Project Description

A full project description can be found on Find a PhD. Please see below for additional information about this project.

Using the cockroaches (Blatella germanica), the student will be able to conduct binary choice tests to determine what the phenotypic profile of preferred individuals is. They will then be able to uniquely mark individuals and film their social interactions and aggregations to determine their realised social partners. We can then measure the difference between the preferred and realised social partners, and so determine if individuals are engaging in active social niche construction, and if some individuals are better at it than others.
We can then monitor the lifespan and reproductive output of individuals to determine the consequences of their social competence and social niche construction. The student can manipulate conditions such as the size of arenas and the number of shelters, as well as environmental factors such as temperature, to see how variable these social traits are.
We also aim to see how social competence may evolve under different selection regimes.
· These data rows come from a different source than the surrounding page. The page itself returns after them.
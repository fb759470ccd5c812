//! Errors that end a pipeline run.
//!
//! Only layout problems are fatal. Cell-level parse failures never surface
//! here; they degrade to substitute values and are counted in
//! [`Diagnostics`](crate::pipeline::Diagnostics).

use thiserror::Error;

use crate::columns::Role;

#[derive(Debug, Clone, PartialEq, Eq, Error)]
pub enum StructuralError {
    #[error("source table has no columns; no role can be bound")]
    NoColumns,
    #[error(
        "no column matches role '{role}' and positional fallback index {index} is out of range ({available} column(s) available)"
    )]
    MissingRole {
        role: Role,
        index: usize,
        available: usize,
    },
    #[error("weighted aggregation requires a bound denominator column")]
    MissingWeights,
}
//! Pipeline configuration.
//!
//! Every policy the usage sheets disagree on is an explicit, named setting
//! here rather than an accidental default. Configurations load from YAML;
//! omitted keys take the defaults below.

use std::{fs::File, io::BufReader, path::Path};

use anyhow::{Context, Result, ensure};
use clap::ValueEnum;
use serde::{Deserialize, Serialize};

use crate::columns::{RoleRule, default_rules};

pub const DEFAULT_MIN_YEAR: i32 = 2000;
pub const DEFAULT_MAX_YEAR: i32 = 2100;

/// What happens to a metric cell that could not be parsed.
#[derive(Debug, Clone, Copy, PartialEq, Eq, Default, Serialize, Deserialize, ValueEnum)]
#[serde(rename_all = "snake_case")]
#[value(rename_all = "kebab-case")]
pub enum MissingMetricPolicy {
    /// The substitute `0.0` takes part in aggregation.
    #[default]
    Zero,
    /// Degraded metrics are left out of every reduction.
    Exclude,
}

/// Totals-only behaviour for a (company, year, month) without a total row.
#[derive(Debug, Clone, Copy, PartialEq, Eq, Default, Serialize, Deserialize, ValueEnum)]
#[serde(rename_all = "snake_case")]
#[value(rename_all = "kebab-case")]
pub enum MissingTotalPolicy {
    #[default]
    Omit,
    /// Use the highest-ranked sub-period row as a synthetic total.
    LastSubPeriod,
}

/// Extra divisor for companies whose sheets encode the metric at a
/// different scale than the threshold rule detects.
#[derive(Debug, Clone, PartialEq, Serialize, Deserialize)]
pub struct ScaleOverride {
    pub company: String,
    pub divisor: f64,
}

#[derive(Debug, Clone, PartialEq, Serialize, Deserialize)]
#[serde(default)]
pub struct PipelineConfig {
    pub roles: Vec<RoleRule>,
    pub min_year: i32,
    pub max_year: i32,
    pub missing_metric: MissingMetricPolicy,
    pub missing_total: MissingTotalPolicy,
    pub scale_overrides: Vec<ScaleOverride>,
}

impl Default for PipelineConfig {
    fn default() -> Self {
        Self {
            roles: default_rules(),
            min_year: DEFAULT_MIN_YEAR,
            max_year: DEFAULT_MAX_YEAR,
            missing_metric: MissingMetricPolicy::default(),
            missing_total: MissingTotalPolicy::default(),
            scale_overrides: Vec::new(),
        }
    }
}

impl PipelineConfig {
    pub fn load(path: &Path) -> Result<Self> {
        let file = File::open(path).with_context(|| format!("Opening config file {path:?}"))?;
        let config: PipelineConfig = serde_yaml::from_reader(BufReader::new(file))
            .with_context(|| format!("Parsing config YAML {path:?}"))?;
        config.validate()?;
        Ok(config)
    }

    pub fn save(&self, path: &Path) -> Result<()> {
        self.validate()?;
        let file = File::create(path).with_context(|| format!("Creating config file {path:?}"))?;
        serde_yaml::to_writer(file, self).context("Writing config YAML")
    }

    pub fn from_yaml_str(yaml: &str) -> Result<Self> {
        let config: PipelineConfig = serde_yaml::from_str(yaml).context("Parsing config YAML")?;
        config.validate()?;
        Ok(config)
    }

    pub fn to_yaml_string(&self) -> Result<String> {
        serde_yaml::to_string(self).context("Serializing config to YAML")
    }

    pub fn validate(&self) -> Result<()> {
        ensure!(
            self.min_year <= self.max_year,
            "min_year ({}) cannot exceed max_year ({})",
            self.min_year,
            self.max_year
        );
        for entry in &self.scale_overrides {
            ensure!(
                entry.divisor.is_finite() && entry.divisor > 0.0,
                "Scale override for '{}' must use a positive divisor",
                entry.company
            );
        }
        Ok(())
    }

    pub fn year_in_range(&self, year: i32) -> bool {
        year != 0 && (self.min_year..=self.max_year).contains(&year)
    }

    /// Divisor registered for `company`, compared after trimming.
    pub fn scale_divisor(&self, company: &str) -> Option<f64> {
        let company = company.trim();
        self.scale_overrides
            .iter()
            .find(|entry| entry.company.trim() == company)
            .map(|entry| entry.divisor)
    }
}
By applying selection for increased gregariousness (preference for larger groups) to groups of cockroaches we can test the prediction that social competence will increase as group sizes evolve to be larger.
For the analysis of the dairy cow data, we have access to the automated output of several milking robots at a dairy farm in Aberdeenshire. These machines record which cows use the milking machines, and so we can infer which cows are following each other and so may be social associates. The robots also record milk output and composition, and so we can determine if possessing preferred associations influences milk output volume and milk fat and protein composition.
There will be extensive training in experimental design, video analysis, as well as cutting-edge data analysis techniques such social network analysis and mixed effect modelling, giving the student practical skills that can be applied to nearly any quantitative question.

Essential skills

  • Good Bachelor’s degree (2.1. and higher) in relevant subject (Zoology, Biology, Animal Behaviour)
  • Open and enquiring mind
  • Willingness to learn new data analysis techniques

Desirable skills

  • Master’s degree (MSc/MRes or similar) in relevant subject
  • Experience of statistical analysis with R
  • Experience of laboratory work with invertebrates
  • Background knowledge of evolutionary biology and its intersection with sociobiology

Photo by Brett Hondow from Pixabay and diagram by David Fisher


David N. Fisher

Primary Supervisor:

Profile: David N. Fisher
Institution: University of Aberdeen
Department/School: School of Biological Sciences

Gareth Arnott

Secondary Supervisor:

Profile: Gareth Arnott
Institution: Queen's University, Belfast
Department/School: School of Biological Sciences

Lesley Lancaster

Additional Supervisor:

Profile: Lesley Lancaster
Institution: University of Aberdeen
Department/School: School of Biological Sciences


Essentially all organisms engage in social interactions; not just gregarious species but solitary sexual organisms when they mate and non-sexual organisms when they compete for resources. Social interactions add complexity to the traditional view that an organism’s genotype leads to its phenotype, which then gives its fitness, as other organisms can influence the focal organism’s phenotype and fitness. As such social interactions can greatly alter evolutionary processes, and so studying how organisms navigate social environments is necessary to understand the great diversity of social structures and behaviours present in the natural world.
Social competence and social niche construction have recently become topics of key interest in behavioural ecology. After recognising that the social environment is a key component of any organisms’ environment, and that organisms can alter their habitat to construct a more suitable niche for themselves, it is only logical to consider how organisms will alter their social environment to benefit themselves. This line of research is therefore at the forefront of efforts to extend the evolutionary synthesis to account for the dynamic nature of the organisms-environment relationship, how organisms’ phenotypes can extend outside of their own body and impact the lives of others, and how the environment can contain genes.
For the livestock industry ensuring animals in captivity engage in peaceful interactions is key for maintaining high levels of welfare. Both management and breeding practices could be changed to increase levels of social competence in livestock, which may result in more amiable groups and therefore lower stress. This project will use the insights gained from the laboratory work on cockroaches to guide the analysis of data from dairy cows to determine if we can detect social niche construction and its effect on milk yields and milk composition.

Proposed Timetable

First, the student will engage in mandatory induction, training, and health and safety events, and review the literature in the field (September 2022 – January 2023).

Second, following appropriate training, the student will design and test laboratory assays to quantify social niche construction and social competence, and determine how it varies among individuals, using individually marked cockroaches. They will then assess the fitness consequences of variation in social competence. At this point the student, together with the supervisory team, will initiate the artificial selection regimes for increased sociability (December 2022 – May 2023).

Third, the student will continue the artificial selection regime while analysing the data from the dairy cattle herd to determine if social preferences and social niche construction influences milk yields and milk composition (May 2023 – October 2024).

Fourth, the student will test individuals from the selection regimes for social competence. At this point the student will be pursuing questions of their own interest and so there could be further experimental or analytical work (October 2024 – April 2025).

Finally, the student will compile their work into a thesis, and disseminate their work through publications in academic journals and presentations at academic conferences (May 2025 – March 2026).